━━━━━ Information ━━━━━

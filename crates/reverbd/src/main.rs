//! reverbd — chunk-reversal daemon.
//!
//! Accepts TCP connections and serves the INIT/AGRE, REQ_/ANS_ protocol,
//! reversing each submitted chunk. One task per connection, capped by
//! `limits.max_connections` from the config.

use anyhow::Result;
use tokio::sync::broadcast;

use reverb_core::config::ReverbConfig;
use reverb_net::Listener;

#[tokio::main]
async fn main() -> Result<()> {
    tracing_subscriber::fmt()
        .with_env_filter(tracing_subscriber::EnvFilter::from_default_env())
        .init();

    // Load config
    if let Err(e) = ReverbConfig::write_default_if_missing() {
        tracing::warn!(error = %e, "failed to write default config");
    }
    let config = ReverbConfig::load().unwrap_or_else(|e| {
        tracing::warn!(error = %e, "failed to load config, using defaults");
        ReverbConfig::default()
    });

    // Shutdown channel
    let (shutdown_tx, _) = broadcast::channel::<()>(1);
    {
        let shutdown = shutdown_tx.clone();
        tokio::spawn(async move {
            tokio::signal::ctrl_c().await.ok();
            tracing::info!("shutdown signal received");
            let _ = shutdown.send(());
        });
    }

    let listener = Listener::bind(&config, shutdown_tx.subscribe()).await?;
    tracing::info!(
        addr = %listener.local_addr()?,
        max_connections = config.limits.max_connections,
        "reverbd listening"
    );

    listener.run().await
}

━━━━━
━━━━━ Information ━━━━━

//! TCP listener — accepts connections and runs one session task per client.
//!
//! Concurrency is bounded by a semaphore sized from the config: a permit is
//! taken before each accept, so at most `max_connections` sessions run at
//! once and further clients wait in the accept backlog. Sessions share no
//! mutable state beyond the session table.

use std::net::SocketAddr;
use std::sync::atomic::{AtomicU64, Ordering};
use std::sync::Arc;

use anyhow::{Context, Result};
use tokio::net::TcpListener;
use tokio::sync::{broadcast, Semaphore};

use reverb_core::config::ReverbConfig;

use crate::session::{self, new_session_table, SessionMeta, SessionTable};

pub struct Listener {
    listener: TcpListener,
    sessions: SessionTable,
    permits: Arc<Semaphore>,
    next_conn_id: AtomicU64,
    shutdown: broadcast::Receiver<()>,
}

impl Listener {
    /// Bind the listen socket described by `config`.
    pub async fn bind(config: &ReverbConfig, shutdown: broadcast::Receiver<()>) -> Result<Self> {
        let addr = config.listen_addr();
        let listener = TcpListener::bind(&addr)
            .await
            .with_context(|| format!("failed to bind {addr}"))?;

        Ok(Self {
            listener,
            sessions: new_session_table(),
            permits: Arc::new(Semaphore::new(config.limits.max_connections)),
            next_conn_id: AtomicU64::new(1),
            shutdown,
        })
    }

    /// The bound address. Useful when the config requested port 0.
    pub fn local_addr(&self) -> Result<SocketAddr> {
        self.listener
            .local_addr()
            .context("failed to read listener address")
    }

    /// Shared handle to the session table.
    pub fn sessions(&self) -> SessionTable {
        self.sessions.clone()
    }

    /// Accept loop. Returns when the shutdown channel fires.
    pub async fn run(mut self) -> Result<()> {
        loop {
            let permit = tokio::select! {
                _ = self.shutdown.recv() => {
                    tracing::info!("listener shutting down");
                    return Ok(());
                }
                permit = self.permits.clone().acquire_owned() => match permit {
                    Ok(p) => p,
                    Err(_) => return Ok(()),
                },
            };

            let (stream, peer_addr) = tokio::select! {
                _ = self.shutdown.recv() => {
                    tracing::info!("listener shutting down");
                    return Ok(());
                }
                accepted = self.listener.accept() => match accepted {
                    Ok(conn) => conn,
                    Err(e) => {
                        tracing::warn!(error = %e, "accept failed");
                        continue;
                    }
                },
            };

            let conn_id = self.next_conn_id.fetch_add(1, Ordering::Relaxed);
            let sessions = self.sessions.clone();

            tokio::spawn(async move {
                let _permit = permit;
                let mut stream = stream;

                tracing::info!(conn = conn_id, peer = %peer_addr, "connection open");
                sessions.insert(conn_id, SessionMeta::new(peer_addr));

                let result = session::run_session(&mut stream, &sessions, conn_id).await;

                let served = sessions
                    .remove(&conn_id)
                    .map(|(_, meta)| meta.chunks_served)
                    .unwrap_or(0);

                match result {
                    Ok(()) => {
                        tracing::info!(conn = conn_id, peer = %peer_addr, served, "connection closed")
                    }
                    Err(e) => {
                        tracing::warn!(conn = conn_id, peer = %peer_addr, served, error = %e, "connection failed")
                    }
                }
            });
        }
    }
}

━━━━━

For every line in the data above that has the string "limits", return that line.

//! `limits.max_connections` from the config.
        max_connections = config.limits.max_connections,
            permits: Arc::new(Semaphore::new(config.limits.max_connections)),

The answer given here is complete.